- WHAT YOU HAVE TO DO:
Return, from the data below, each line that contains the word "crate".
##### DATA EXCERPTS
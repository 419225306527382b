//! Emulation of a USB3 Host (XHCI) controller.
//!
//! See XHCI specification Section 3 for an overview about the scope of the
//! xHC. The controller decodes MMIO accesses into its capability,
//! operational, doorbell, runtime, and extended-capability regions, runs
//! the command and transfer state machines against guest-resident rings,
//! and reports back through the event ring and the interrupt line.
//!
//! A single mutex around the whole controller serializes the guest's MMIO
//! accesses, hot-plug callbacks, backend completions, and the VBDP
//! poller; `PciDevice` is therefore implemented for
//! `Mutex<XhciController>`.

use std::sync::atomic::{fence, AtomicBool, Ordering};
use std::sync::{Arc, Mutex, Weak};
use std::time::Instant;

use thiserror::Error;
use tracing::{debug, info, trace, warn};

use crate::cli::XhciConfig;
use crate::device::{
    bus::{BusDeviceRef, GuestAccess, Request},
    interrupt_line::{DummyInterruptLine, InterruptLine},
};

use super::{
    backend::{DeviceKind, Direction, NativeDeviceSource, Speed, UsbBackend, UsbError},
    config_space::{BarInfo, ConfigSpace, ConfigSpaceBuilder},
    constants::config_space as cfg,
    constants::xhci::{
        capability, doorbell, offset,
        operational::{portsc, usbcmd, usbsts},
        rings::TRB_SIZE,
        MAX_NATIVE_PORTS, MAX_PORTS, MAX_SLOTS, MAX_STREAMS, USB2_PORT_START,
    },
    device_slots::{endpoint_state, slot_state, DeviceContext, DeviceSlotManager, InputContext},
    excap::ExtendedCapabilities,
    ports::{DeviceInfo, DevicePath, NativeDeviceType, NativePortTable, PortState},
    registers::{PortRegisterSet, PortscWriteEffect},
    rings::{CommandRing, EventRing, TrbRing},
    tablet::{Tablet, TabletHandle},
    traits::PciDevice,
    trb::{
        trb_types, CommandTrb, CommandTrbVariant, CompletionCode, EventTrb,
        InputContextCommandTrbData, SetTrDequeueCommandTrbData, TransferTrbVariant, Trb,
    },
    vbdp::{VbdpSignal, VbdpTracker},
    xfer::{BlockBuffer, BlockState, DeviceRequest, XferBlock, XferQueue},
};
##########
- SOLUTION TO THE PROBLEM:
use crate::cli::XhciConfig;
use crate::device::{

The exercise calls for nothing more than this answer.